Tennessee voters will be able to show Memphis library cards to cast ballots in the upcoming November election.
A Tennessee appeals court ruled on Thursday that a state requirement that voters must show photo identification is valid, but said the library cards are acceptable.
The Secretary of State plans to appeal the ruling, a spokesman told Reuters.
Early voting is already underway in Tennessee, and "this is like changing the rules at halftime of a football game," the spokesman said, adding that they are pleased that the overall constitutionality of the law was upheld.

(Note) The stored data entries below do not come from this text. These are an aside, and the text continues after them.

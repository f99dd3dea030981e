//! Coordinate transforms among the ROI quad, the processing rectangle and the
//! output quad.
//!
//! Three spaces are involved:
//! - **capture space** after resize, where the ROI quad is drawn,
//! - **processing space**, the `[0,0]-[w,h]` rectangle every stage sees,
//! - **output space**, where the output quad places processed results.
//!
//! All matrices are recomputed together. A recomputation that cannot
//! produce a full set of valid homographies leaves the previous state
//! untouched.

use anyhow::{anyhow, Result};
use image::{DynamicImage, Luma, Rgb, Rgba};
use imageproc::geometric_transformations::{warp, Interpolation, Projection};
use nalgebra::{Matrix3, SMatrix, SVector, Vector3};
use serde::{Deserialize, Serialize};

const EPS: f64 = 1e-9;

/// Closed polygon outline. Only outlines that resolve to four distinct,
/// convex vertices are usable as quads.
#[derive(Clone, Debug, Default, PartialEq, Serialize, Deserialize)]
#[serde(transparent)]
pub struct Region {
    points: Vec<[f32; 2]>,
}

impl Region {
    pub fn new(points: Vec<[f32; 2]>) -> Self {
        Self { points }
    }

    /// Axis-aligned rectangle, clockwise from the top-left corner.
    pub fn rectangle(x: f32, y: f32, width: f32, height: f32) -> Self {
        Self {
            points: vec![
                [x, y],
                [x + width, y],
                [x + width, y + height],
                [x, y + height],
            ],
        }
    }

    pub fn points(&self) -> &[[f32; 2]] {
        &self.points
    }

    pub fn is_empty(&self) -> bool {
        self.points.is_empty()
    }

    pub fn scaled(&self, sx: f32, sy: f32) -> Self {
        Self {
            points: self.points.iter().map(|p| [p[0] * sx, p[1] * sy]).collect(),
        }
    }

    /// Resolve the outline into exactly four vertices.
    ///
    /// Consecutive duplicates and a closing vertex equal to the first are
    /// dropped before counting. Degenerate or non-convex quads are rejected.
    pub fn quad(&self) -> Result<[[f32; 2]; 4]> {
        let mut outline: Vec<[f32; 2]> = Vec::with_capacity(self.points.len());
        for point in &self.points {
            if !point[0].is_finite() || !point[1].is_finite() {
                return Err(anyhow!("region has a non-finite vertex"));
            }
            if outline.last() != Some(point) {
                outline.push(*point);
            }
        }
        if outline.len() > 1 && outline.first() == outline.last() {
            outline.pop();
        }
        if outline.len() != 4 {
            return Err(anyhow!(
                "region must resolve to 4 vertices, got {}",
                outline.len()
            ));
        }
        let quad = [outline[0], outline[1], outline[2], outline[3]];
        if !is_convex(&quad) {
            return Err(anyhow!("region is degenerate or not convex"));
        }
        Ok(quad)
    }
}

fn is_convex(quad: &[[f32; 2]; 4]) -> bool {
    let mut sign = 0.0f64;
    for i in 0..4 {
        let a = quad[i];
        let b = quad[(i + 1) % 4];
        let c = quad[(i + 2) % 4];
        let cross = (b[0] as f64 - a[0] as f64) * (c[1] as f64 - b[1] as f64)
            - (b[1] as f64 - a[1] as f64) * (c[0] as f64 - b[0] as f64);
        if cross.abs() <= EPS {
            return false;
        }
        if sign == 0.0 {
            sign = cross.signum();
        } else if cross.signum() != sign {
            return false;
        }
    }
    true
}

/// Solve the homography mapping `src[i]` onto `dst[i]` (four-point DLT with
/// `h33 = 1`). Returns `None` when the system is singular or the result is
/// not finite.
pub fn homography(src: &[[f32; 2]; 4], dst: &[[f32; 2]; 4]) -> Option<Matrix3<f64>> {
    let mut a = SMatrix::<f64, 8, 8>::zeros();
    let mut b = SVector::<f64, 8>::zeros();
    for i in 0..4 {
        let (x, y) = (src[i][0] as f64, src[i][1] as f64);
        let (u, v) = (dst[i][0] as f64, dst[i][1] as f64);
        let r = 2 * i;
        a[(r, 0)] = x;
        a[(r, 1)] = y;
        a[(r, 2)] = 1.0;
        a[(r, 6)] = -u * x;
        a[(r, 7)] = -u * y;
        b[r] = u;
        a[(r + 1, 3)] = x;
        a[(r + 1, 4)] = y;
        a[(r + 1, 5)] = 1.0;
        a[(r + 1, 6)] = -v * x;
        a[(r + 1, 7)] = -v * y;
        b[r + 1] = v;
    }
    let h = a.lu().solve(&b)?;
    let m = Matrix3::new(h[0], h[1], h[2], h[3], h[4], h[5], h[6], h[7], 1.0);
    if m.iter().any(|value| !value.is_finite()) || m.determinant().abs() <= EPS {
        return None;
    }
    Some(m)
}

/// Map one point through `h`. `None` when the point lands at infinity.
pub fn apply_homography(h: &Matrix3<f64>, point: [f32; 2]) -> Option<[f32; 2]> {
    let v = h * Vector3::new(point[0] as f64, point[1] as f64, 1.0);
    let w = v[2];
    if !w.is_finite() || w.abs() <= EPS || !v[0].is_finite() || !v[1].is_finite() {
        return None;
    }
    Some([(v[0] / w) as f32, (v[1] / w) as f32])
}

#[derive(Clone, Copy, Debug, PartialEq)]
struct Homographies {
    roi_to_process: Matrix3<f64>,
    process_to_output: Matrix3<f64>,
    output_to_process: Matrix3<f64>,
}

/// Regions, processing size and the homographies derived from them.
///
/// An empty output region tracks the processing rectangle.
#[derive(Clone, Debug, PartialEq)]
pub struct TransformState {
    roi: Region,
    output_region: Region,
    use_roi: bool,
    width: u32,
    height: u32,
    matrices: Homographies,
}

impl TransformState {
    pub fn new(width: u32, height: u32) -> Result<Self> {
        let roi = Region::rectangle(0.0, 0.0, width as f32, height as f32);
        let matrices = solve(&roi, &Region::default(), false, width, height)?;
        Ok(Self {
            roi,
            output_region: Region::default(),
            use_roi: false,
            width,
            height,
            matrices,
        })
    }

    pub fn roi(&self) -> &Region {
        &self.roi
    }

    /// The output region, or the processing rectangle when none was set.
    pub fn output_region(&self) -> Region {
        if self.output_region.is_empty() {
            Region::rectangle(0.0, 0.0, self.width as f32, self.height as f32)
        } else {
            self.output_region.clone()
        }
    }

    /// The output region as set. Empty means it follows the processing
    /// rectangle through resizes.
    pub fn stored_output_region(&self) -> &Region {
        &self.output_region
    }

    pub fn use_roi(&self) -> bool {
        self.use_roi
    }

    pub fn size(&self) -> (u32, u32) {
        (self.width, self.height)
    }

    pub fn roi_to_process(&self) -> &Matrix3<f64> {
        &self.matrices.roi_to_process
    }

    pub fn process_to_output(&self) -> &Matrix3<f64> {
        &self.matrices.process_to_output
    }

    pub fn output_to_process(&self) -> &Matrix3<f64> {
        &self.matrices.output_to_process
    }

    pub fn process_to_output_point(&self, point: [f32; 2]) -> Option<[f32; 2]> {
        apply_homography(&self.matrices.process_to_output, point)
    }

    pub fn output_to_process_point(&self, point: [f32; 2]) -> Option<[f32; 2]> {
        apply_homography(&self.matrices.output_to_process, point)
    }

    pub fn set_roi(&mut self, roi: Region) -> Result<()> {
        self.commit(roi, self.output_region.clone(), self.use_roi, self.width, self.height)
    }

    /// Set the output region. An empty region resets it to the processing
    /// rectangle.
    pub fn set_output_region(&mut self, region: Region) -> Result<()> {
        self.commit(self.roi.clone(), region, self.use_roi, self.width, self.height)
    }

    pub fn set_use_roi(&mut self, use_roi: bool) -> Result<()> {
        self.commit(
            self.roi.clone(),
            self.output_region.clone(),
            use_roi,
            self.width,
            self.height,
        )
    }

    /// Change the processing size, scaling the ROI so it covers the same
    /// image content at the new size.
    pub fn set_processing_size(&mut self, width: u32, height: u32) -> Result<()> {
        if width == 0 || height == 0 {
            return Err(anyhow!("processing size must be non-zero, got {}x{}", width, height));
        }
        let sx = width as f32 / self.width as f32;
        let sy = height as f32 / self.height as f32;
        let roi = self.roi.scaled(sx, sy);
        self.commit(roi, self.output_region.clone(), self.use_roi, width, height)
    }

    fn commit(
        &mut self,
        roi: Region,
        output_region: Region,
        use_roi: bool,
        width: u32,
        height: u32,
    ) -> Result<()> {
        let matrices = solve(&roi, &output_region, use_roi, width, height)?;
        self.roi = roi;
        self.output_region = output_region;
        self.use_roi = use_roi;
        self.width = width;
        self.height = height;
        self.matrices = matrices;
        Ok(())
    }

    /// Warp `image` so the ROI quad fills the processing rectangle.
    ///
    /// `image` must already be at processing size. Returns `None` when ROI
    /// mapping is disabled.
    pub fn warp_roi(&self, image: &DynamicImage) -> Option<DynamicImage> {
        if !self.use_roi {
            return None;
        }
        let m = &self.matrices.roi_to_process;
        let mut flat = [0f32; 9];
        for r in 0..3 {
            for c in 0..3 {
                flat[r * 3 + c] = m[(r, c)] as f32;
            }
        }
        let projection = Projection::from_matrix(flat)?;
        let warped = match image {
            DynamicImage::ImageLuma8(gray) => DynamicImage::ImageLuma8(warp(
                gray,
                &projection,
                Interpolation::Bilinear,
                Luma([0]),
            )),
            DynamicImage::ImageRgb8(rgb) => DynamicImage::ImageRgb8(warp(
                rgb,
                &projection,
                Interpolation::Bilinear,
                Rgb([0, 0, 0]),
            )),
            other => DynamicImage::ImageRgba8(warp(
                &other.to_rgba8(),
                &projection,
                Interpolation::Bilinear,
                Rgba([0, 0, 0, 0]),
            )),
        };
        Some(warped)
    }
}

fn solve(
    roi: &Region,
    output_region: &Region,
    use_roi: bool,
    width: u32,
    height: u32,
) -> Result<Homographies> {
    if width == 0 || height == 0 {
        return Err(anyhow!("processing size must be non-zero, got {}x{}", width, height));
    }
    let process = Region::rectangle(0.0, 0.0, width as f32, height as f32).quad()?;
    let roi_quad = roi.quad().map_err(|e| anyhow!("invalid ROI: {}", e))?;
    let effective_roi = if use_roi { roi_quad } else { process };
    let output_quad = if output_region.is_empty() {
        process
    } else {
        output_region
            .quad()
            .map_err(|e| anyhow!("invalid output region: {}", e))?
    };

    let roi_to_process = homography(&effective_roi, &process)
        .ok_or_else(|| anyhow!("ROI homography is singular"))?;
    let process_to_output = homography(&process, &output_quad)
        .ok_or_else(|| anyhow!("output homography is singular"))?;
    let output_to_process = process_to_output
        .try_inverse()
        .ok_or_else(|| anyhow!("output homography is not invertible"))?;
    Ok(Homographies {
        roi_to_process,
        process_to_output,
        output_to_process,
    })
}

#[cfg(test)]
mod tests {
    use super::*;

    fn close(a: [f32; 2], b: [f32; 2]) -> bool {
        (a[0] - b[0]).abs() < 1e-3 && (a[1] - b[1]).abs() < 1e-3
    }

    #[test]
    fn roi_corners_map_to_processing_corners() -> Result<()> {
        let mut state = TransformState::new(320, 240)?;
        let roi = Region::new(vec![[10.0, 20.0], [300.0, 5.0], [310.0, 230.0], [0.0, 200.0]]);
        state.set_roi(roi.clone())?;
        state.set_use_roi(true)?;

        let targets = [[0.0, 0.0], [320.0, 0.0], [320.0, 240.0], [0.0, 240.0]];
        for (corner, target) in roi.points().iter().zip(targets) {
            let mapped = apply_homography(state.roi_to_process(), *corner).expect("finite");
            assert!(close(mapped, target), "{:?} -> {:?}", corner, mapped);
        }
        Ok(())
    }

    #[test]
    fn output_round_trip_is_identity() -> Result<()> {
        let mut state = TransformState::new(320, 240)?;
        state.set_output_region(Region::new(vec![
            [100.0, 50.0],
            [900.0, 80.0],
            [880.0, 700.0],
            [120.0, 650.0],
        ]))?;

        for point in [[0.0, 0.0], [160.0, 120.0], [320.0, 240.0], [17.5, 203.25]] {
            let out = state.process_to_output_point(point).expect("finite");
            let back = state.output_to_process_point(out).expect("finite");
            assert!(close(point, back), "{:?} -> {:?} -> {:?}", point, out, back);
        }
        let corner = state.process_to_output_point([320.0, 240.0]).expect("finite");
        assert!(close(corner, [880.0, 700.0]));
        Ok(())
    }

    #[test]
    fn rejected_region_leaves_state_untouched() -> Result<()> {
        let mut state = TransformState::new(320, 240)?;
        state.set_roi(Region::rectangle(10.0, 10.0, 100.0, 100.0))?;
        state.set_use_roi(true)?;
        let before = state.clone();

        assert!(state
            .set_roi(Region::new(vec![[0.0, 0.0], [10.0, 0.0], [10.0, 10.0]]))
            .is_err());
        assert!(state
            .set_output_region(Region::new(vec![
                [0.0, 0.0],
                [10.0, 10.0],
                [10.0, 0.0],
                [0.0, 10.0],
            ]))
            .is_err());
        assert!(state.set_processing_size(0, 240).is_err());

        assert_eq!(state, before);
        Ok(())
    }

    #[test]
    fn closing_vertex_is_ignored() -> Result<()> {
        let region = Region::new(vec![
            [0.0, 0.0],
            [10.0, 0.0],
            [10.0, 0.0],
            [10.0, 10.0],
            [0.0, 10.0],
            [0.0, 0.0],
        ]);
        let quad = region.quad()?;
        assert_eq!(quad[2], [10.0, 10.0]);
        Ok(())
    }

    #[test]
    fn collinear_quad_is_rejected() {
        let region = Region::new(vec![[0.0, 0.0], [5.0, 0.0], [10.0, 0.0], [0.0, 10.0]]);
        assert!(region.quad().is_err());
    }

    #[test]
    fn resize_scales_roi() -> Result<()> {
        let mut state = TransformState::new(320, 240)?;
        state.set_roi(Region::rectangle(32.0, 24.0, 160.0, 120.0))?;
        state.set_processing_size(640, 480)?;

        assert_eq!(state.size(), (640, 480));
        assert_eq!(state.roi(), &Region::rectangle(64.0, 48.0, 320.0, 240.0));
        assert_eq!(state.output_region(), Region::rectangle(0.0, 0.0, 640.0, 480.0));
        Ok(())
    }

    #[test]
    fn disabled_roi_is_identity() -> Result<()> {
        let mut state = TransformState::new(4, 4)?;
        state.set_roi(Region::rectangle(1.0, 1.0, 2.0, 2.0))?;
        let mapped = apply_homography(state.roi_to_process(), [3.0, 1.0]).expect("finite");
        assert!(close(mapped, [3.0, 1.0]));
        assert!(state.warp_roi(&DynamicImage::new_luma8(4, 4)).is_none());
        Ok(())
    }

    #[test]
    fn explicit_output_region_survives_resize() -> Result<()> {
        let mut state = TransformState::new(320, 240)?;
        state.set_output_region(Region::rectangle(0.0, 0.0, 320.0, 240.0))?;
        state.set_processing_size(640, 480)?;

        assert_eq!(state.output_region(), Region::rectangle(0.0, 0.0, 320.0, 240.0));
        assert_eq!(state.stored_output_region(), &Region::rectangle(0.0, 0.0, 320.0, 240.0));
        Ok(())
    }
}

Republican lawmakers across the country from Pennsylvania to Kansas have said that voter ID laws help prevent voter fraud. Voter fraud is almost nonexistent, however.
Democrats have argued that the laws disproportionately impact minority voters and the elderly, who they say often have trouble obtaining the necessary ID. While the IDs are free, gathering the documents to apply for one can be costly, and many ID issuing offices are only open for limited hours. According to 2010 Census data, about 28 percent of Memphis residents are white, compared with 63 percent who are black, and about 7 percent who consider themselves Latino.
The attorney who challenged the constitutionality of the law told Reuters on Thursday that the ruling is a partial victory. He said he interprets the ruling to mean that library cards from cities statewide, not just Memphis, will satisfy the photo ID requirement.